### YOUR GOAL:
In the entries, find all lines that hold the word "Some" and copy them.

### DATA EXTRACTS:
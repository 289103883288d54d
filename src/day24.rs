use std::fmt;

use log::debug;

use crate::error::{Error, Result};
use crate::parse;

const W: usize = 0;
const X: usize = 1;
const Y: usize = 2;
const Z: usize = 3;

const BLOCKS: usize = 14;
const BLOCK_LEN: usize = 18;

#[derive(Clone, Copy, Debug, PartialEq, Eq)]
enum Op {Add, Mul, Div, Mod, Eql, Neq}

#[derive(Clone, Copy, Debug, PartialEq, Eq)]
enum Arg {Reg(usize), Lit(i64)}

#[derive(Clone, Copy, Debug, PartialEq, Eq)]
enum Instr {
    Inp(usize),
    Op(Op, usize, Arg),
}

fn register(s: &str, ln: usize) -> Result<usize> {
    match s {
        "w" => Ok(W),
        "x" => Ok(X),
        "y" => Ok(Y),
        "z" => Ok(Z),
        _ => Err(Error::parse(ln, format!("unknown register {:?}", s))),
    }
}

fn parse_program(input: &str) -> Result<Vec<Instr>> {
    parse::lines(input).filter(|(_, line)| !line.trim().is_empty()).map(|(ln, line)| {
        let words = line.split_whitespace().collect::<Vec<_>>();
        let op = match words[0] {
            "inp" if words.len() == 2 => return Ok(Instr::Inp(register(words[1], ln)?)),
            "add" => Op::Add,
            "mul" => Op::Mul,
            "div" => Op::Div,
            "mod" => Op::Mod,
            "eql" => Op::Eql,
            _ => return Err(Error::parse(ln, format!("unknown instruction {:?}", line))),
        };
        if words.len() != 3 {
            return Err(Error::parse(ln, format!("expected two operands in {:?}", line)));
        }
        let arg = match words[2].parse() {
            Ok(n) => Arg::Lit(n),
            Err(_) => Arg::Reg(register(words[2], ln)?),
        };
        Ok(Instr::Op(op, register(words[1], ln)?, arg))
    }).collect()
}

/// Applies one ALU operation. Division truncates toward zero.
fn apply(op: Op, a: i64, b: i64) -> Result<i64> {
    let value = match op {
        Op::Add => a.checked_add(b),
        Op::Mul => a.checked_mul(b),
        Op::Div if b == 0 => return Err(Error::Input(format!("division of {} by zero", a))),
        Op::Div => a.checked_div(b),
        Op::Mod if a < 0 || b <= 0 => return Err(Error::Input(format!("{} mod {} is undefined", a, b))),
        Op::Mod => Some(a % b),
        Op::Eql => Some((a == b) as i64),
        Op::Neq => Some((a != b) as i64),
    };
    value.ok_or_else(|| Error::Input(format!("overflow in {:?} of {} and {}", op, a, b)))
}

fn run(program: &[Instr], digits: &[i64]) -> Result<[i64; 4]> {
    let mut regs = [0; 4];
    let mut input = digits.iter();
    for instr in program {
        match *instr {
            Instr::Inp(r) => {
                regs[r] = *input.next().ok_or_else(|| Error::Input("program reads past the end of its input".into()))?;
            }
            Instr::Op(op, r, arg) => {
                let b = match arg {
                    Arg::Reg(s) => regs[s],
                    Arg::Lit(n) => n,
                };
                regs[r] = apply(op, regs[r], b)?;
            }
        }
    }
    Ok(regs)
}

#[derive(Clone, Copy, Debug, PartialEq, Eq)]
enum Operand {Const(i64), Var(usize)}

#[derive(Clone, Copy, Debug, PartialEq, Eq)]
enum Expr {
    /// The n-th input digit, 1 through 9.
    Input(usize),
    Binary(Op, Operand, Operand),
}

type Range = (i128, i128);

/// The program in single-assignment form. Every assignment carries the range of values it can take.
#[derive(Clone, Debug)]
struct Ssa {
    exprs: Vec<Expr>,
    ranges: Vec<Range>,
    regs: [Operand; 4],
}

### OUTPUT FOR THIS EXERCISE:
        Op::Mod => Some(a % b),
        Op::Eql => Some((a == b) as i64),
        Op::Neq => Some((a != b) as i64),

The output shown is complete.